チーム・選手間の選手契約に関する注意点

eスポーツが徐々に社会に浸透し、eスポーツ選手がプロとして活動するケースが増加するなか、eスポーツ選手と所属チーム間で締結される「選手契約」の重要性が増しています。
通常のビジネスにおいては、取引先との間で契約書を締結することが重要であることは言うまでもないですが、スポーツ業界においては、選手・チーム間において契約書を締結せず、口約束(口頭契約)のまま契約関係が進行してしまうケースがあり、eスポーツ業界においてもそのような事例が少なくないようです。
契約書を締結せず、後に選手・チーム間において業務範囲や報酬等でトラブルが発生している事例もありますので、そういった紛争や問題発生を防止するため、しっかりと契約書の作成・締結をしておく必要があります。

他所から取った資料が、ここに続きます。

//! Arithmetic on 8-bit values, computed by simulating gate-level circuits
//!
//! Every operation builds a fresh circuit, drives its inputs and reads back its outputs.
//!
//! ```
//! use gatesim::arith::{add_carry, subtract};
//! let r = add_carry("11111111", "00000001").unwrap();
//! assert!(r.carry);
//! assert_eq!(r.sum.to_string(), "00000000");
//!
//! let r = subtract("10010101", "11000110").unwrap();
//! assert_eq!(r.sum.to_string(), "11001111");
//! ```

use std::fmt;

use tracing::debug;

use crate::bits::{to_bit_string, Byte, BYTE_WIDTH};
use crate::circuit::generators::{adder, buffer};
use crate::config::SimConfig;
use crate::error::{Error, Result};
use crate::{Circuit, WireId};

/// Result of an addition: the carry out of the last stage and the sum
#[derive(Debug, Clone, Copy, PartialEq, Eq, Hash, Default)]
pub struct AddResult {
    /// Carry out of the most significant stage
    pub carry: bool,
    /// Sum, modulo 256
    pub sum: Byte,
}

impl AddResult {
    /// Carry followed by the sum bits, most significant first
    pub fn to_bits(&self) -> [bool; BYTE_WIDTH + 1] {
        let mut ret = [false; BYTE_WIDTH + 1];
        ret[0] = self.carry;
        ret[1..].copy_from_slice(&self.sum.bits());
        ret
    }
}

impl fmt::Display for AddResult {
    fn fmt(&self, f: &mut fmt::Formatter<'_>) -> fmt::Result {
        write!(f, "{}", to_bit_string(self.to_bits()))
    }
}

/// Arithmetic unit: runs each operation on a circuit built with its settings
#[derive(Debug, Clone, Copy, Default)]
pub struct Alu {
    config: SimConfig,
}

impl Alu {
    /// Create an arithmetic unit with the given settings
    pub fn new(config: SimConfig) -> Alu {
        Alu { config }
    }

    /// Settings used for the circuits
    pub fn config(&self) -> &SimConfig {
        &self.config
    }

    /// Ripple-carry addition, without carry in
    pub fn add_carry(&self, a: Byte, b: Byte) -> Result<AddResult> {
        debug!(%a, %b, "add");
        let mut c = Circuit::with_config(self.config);
        let rc = adder::ripple_carry(&mut c, "add", BYTE_WIDTH);
        c.set(rc.carry_in(), false)?;
        for (f, (x, y)) in rc.stages.iter().zip(a.lsb_first().zip(b.lsb_first())) {
            c.set(f.a, x)?;
            c.set(f.b, y)?;
        }
        let ret = AddResult {
            carry: read(&c, rc.carry_out())?,
            sum: read_byte(&c, rc.stages.iter().map(|f| f.s))?,
        };
        debug!(result = %ret, evaluations = c.nb_evaluations(), "add done");
        Ok(ret)
    }

    /// Add one
    pub fn increment(&self, a: Byte) -> Result<AddResult> {
        self.add_carry(a, Byte::from(1))
    }

    /// Invert every bit
    pub fn complement_one(&self, a: Byte) -> Result<Byte> {
        debug!(%a, "complement");
        let mut c = Circuit::with_config(self.config);
        let bank = buffer::inverter_bank(&mut c, "complement", BYTE_WIDTH);
        for (inv, x) in bank.iter().zip(a.lsb_first()) {
            c.set(inv.a, x)?;
        }
        read_byte(&c, bank.iter().map(|inv| inv.b))
    }

    /// Two's complement negation: invert then add one
    ///
    /// The carry is set only for zero, whose negation overflows.
    pub fn negate(&self, a: Byte) -> Result<AddResult> {
        let inverted = self.complement_one(a)?;
        self.increment(inverted)
    }

    /// Route every bit through two inverters in series
    pub fn pass_through(&self, a: Byte) -> Result<Byte> {
        debug!(%a, "pass through");
        let mut c = Circuit::with_config(self.config);
        let bank = buffer::double_inverter_bank(&mut c, "pass", BYTE_WIDTH);
        for (d, x) in bank.iter().zip(a.lsb_first()) {
            c.set(d.input(), x)?;
        }
        read_byte(&c, bank.iter().map(|d| d.output()))
    }

    /// Subtraction, as the addition of the negation
    ///
    /// The carry is set when `b` is not zero and no borrow occurs.
    pub fn subtract(&self, a: Byte, b: Byte) -> Result<AddResult> {
        let neg = self.negate(b)?;
        self.add_carry(a, neg.sum)
    }
}

/// Read a settled output; an undriven wire is an error rather than a 0
fn read(c: &Circuit, w: WireId) -> Result<bool> {
    c.value(w).to_bool().ok_or_else(|| Error::Undriven {
        wire: c.wire_path(w),
    })
}

/// Read settled outputs, least significant bit first
fn read_byte(c: &Circuit, wires: impl Iterator<Item = WireId>) -> Result<Byte> {
    let bits = wires.map(|w| read(c, w)).collect::<Result<Vec<bool>>>()?;
    Ok(Byte::from_lsb_first(bits))
}

/// Add two 8-bit strings
pub fn add_carry(a: &str, b: &str) -> Result<AddResult> {
    Alu::default().add_carry(a.parse()?, b.parse()?)
}

/// Add one to an 8-bit string
pub fn increment(a: &str) -> Result<AddResult> {
    Alu::default().increment(a.parse()?)
}

/// Invert every bit of an 8-bit string
pub fn complement_one(a: &str) -> Result<Byte> {
    Alu::default().complement_one(a.parse()?)
}

/// Two's complement negation of an 8-bit string
pub fn negate(a: &str) -> Result<AddResult> {
    Alu::default().negate(a.parse()?)
}

/// Copy an 8-bit string through double inverters
pub fn pass_through(a: &str) -> Result<Byte> {
    Alu::default().pass_through(a.parse()?)
}

/// Subtract two 8-bit strings
pub fn subtract(a: &str, b: &str) -> Result<AddResult> {
    Alu::default().subtract(a.parse()?, b.parse()?)
}

#[cfg(test)]
mod tests {
    use proptest::prelude::*;

    use super::*;

    #[test]
    fn test_add_carry() {
        let r = add_carry("00000001", "00000001").unwrap();
        assert!(!r.carry);
        assert_eq!(r.sum.to_string(), "00000010");

        let r = add_carry("11111111", "00000001").unwrap();
        assert!(r.carry);
        assert_eq!(r.sum.to_string(), "00000000");
        assert_eq!(r.to_string(), "100000000");
        assert_eq!(r.to_bits().len(), 9);
    }

    #[test]
    fn test_increment() {
        let alu = Alu::default();
        for x in 0..=255u8 {
            let r = alu.increment(Byte::from(x)).unwrap();
            assert_eq!(u8::from(r.sum), x.wrapping_add(1));
            assert_eq!(r.carry, x == 255);
        }
    }

    #[test]
    fn test_complement_involution() {
        let alu = Alu::default();
        for x in 0..=255u8 {
            let once = alu.complement_one(Byte::from(x)).unwrap();
            assert_eq!(u8::from(once), !x);
            let twice = alu.complement_one(once).unwrap();
            assert_eq!(u8::from(twice), x);
        }
    }

    #[test]
    fn test_negate() {
        let alu = Alu::default();
        for x in 0..=255u8 {
            let once = alu.negate(Byte::from(x)).unwrap();
            assert_eq!(u8::from(once.sum), x.wrapping_neg());
            assert_eq!(once.carry, x == 0);
            let twice = alu.negate(once.sum).unwrap();
            assert_eq!(u8::from(twice.sum), x);
        }
        assert_eq!(negate("11000110").unwrap().to_string(), "000111010");
    }

    #[test]
    fn test_pass_through() {
        let alu = Alu::default();
        for x in 0..=255u8 {
            assert_eq!(alu.pass_through(Byte::from(x)).unwrap(), Byte::from(x));
        }
        assert_eq!(pass_through("11000110").unwrap().to_string(), "11000110");
    }

    #[test]
    fn test_subtract() {
        let samples = [
            (0u8, 0u8),
            (0, 1),
            (1, 0),
            (255, 255),
            (0, 255),
            (255, 0),
            (3, 5),
            (128, 1),
            (0x95, 0xc6),
        ];
        let alu = Alu::default();
        for (a, b) in samples {
            let r = alu.subtract(Byte::from(a), Byte::from(b)).unwrap();
            assert_eq!(u8::from(r.sum), a.wrapping_sub(b));
            let back = alu.add_carry(r.sum, Byte::from(b)).unwrap();
            assert_eq!(u8::from(back.sum), a);
        }
        assert_eq!(
            subtract("10010101", "11000110").unwrap().to_string(),
            "011001111"
        );
    }

    #[test]
    fn test_invalid_input() {
        assert!(matches!(
            add_carry("0000001", "00000001"),
            Err(Error::InvalidInput { .. })
        ));
        assert!(matches!(
            subtract("00000001", "0000000x"),
            Err(Error::InvalidInput { .. })
        ));
        assert!(matches!(complement_one(""), Err(Error::InvalidInput { .. })));
    }

    #[test]
    fn test_read_undriven() {
        let mut c = Circuit::new();
        let rc = adder::ripple_carry(&mut c, "add", BYTE_WIDTH);
        assert_eq!(
            read(&c, rc.carry_out()),
            Err(Error::Undriven {
                wire: "add/F7.Cout".to_owned()
            })
        );
        assert!(read_byte(&c, rc.stages.iter().map(|f| f.s)).is_err());

        // Settled once every input is driven
        c.set(rc.carry_in(), false).unwrap();
        for f in &rc.stages {
            c.set(f.a, true).unwrap();
            c.set(f.b, false).unwrap();
        }
        assert_eq!(read(&c, rc.carry_out()), Ok(false));
        assert_eq!(
            read_byte(&c, rc.stages.iter().map(|f| f.s)),
            Ok(Byte::from(255))
        );
    }

    #[test]
    fn test_monitor() {
        // Monitoring only adds logging, never changes results
        let alu = Alu::new(SimConfig::default().with_monitor(true));
        let r = alu.add_carry(Byte::from(100), Byte::from(27)).unwrap();
        assert_eq!(u8::from(r.sum), 127);
    }

    proptest! {
        #[test]
        fn add_matches_u8(a in any::<u8>(), b in any::<u8>()) {
            let r = Alu::default().add_carry(Byte::from(a), Byte::from(b)).unwrap();
            let (sum, carry) = a.overflowing_add(b);
            prop_assert_eq!(u8::from(r.sum), sum);
            prop_assert_eq!(r.carry, carry);
        }

        #[test]
        fn subtract_inverts_add(a in any::<u8>(), b in any::<u8>()) {
            let alu = Alu::default();
            let r = alu.subtract(Byte::from(a), Byte::from(b)).unwrap();
            let back = alu.add_carry(r.sum, Byte::from(b)).unwrap();
            prop_assert_eq!(u8::from(back.sum), a);
            prop_assert_eq!(r.carry, b != 0 && a >= b);
        }
    }
}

また、eスポーツに限らず、プロスポーツの選手契約書については、雛形や条項例がインターネット上で散見されます。一見便利そうに見えるこれらの雛形ですが、一律的な内容であるため、必ずしも各選手やチームの特性、ニーズに対応しているわけではありません。
また、具体的な法的問題が生じた際には、雛形だけでは対応が難しいケースも多々あります。そこで、雛形や条項例をベースにしつつも、個別事案に合わせた修正が必要となります。

本コラムでは、eスポーツにおける選手契約の法的性質を踏まえた上で、個別に問題となりうる注意点について、説明します。

1.選手契約の法的性質について

選手契約の法的性質としては、大きく「委任契約(準委任契約)」と「雇用契約」の2種類が考えられ、どちらに該当するかは単に契約書の題名で判断されるのではなく、契約の内容や、業務内容の実情等を踏まえ、総合的に判断されることになります。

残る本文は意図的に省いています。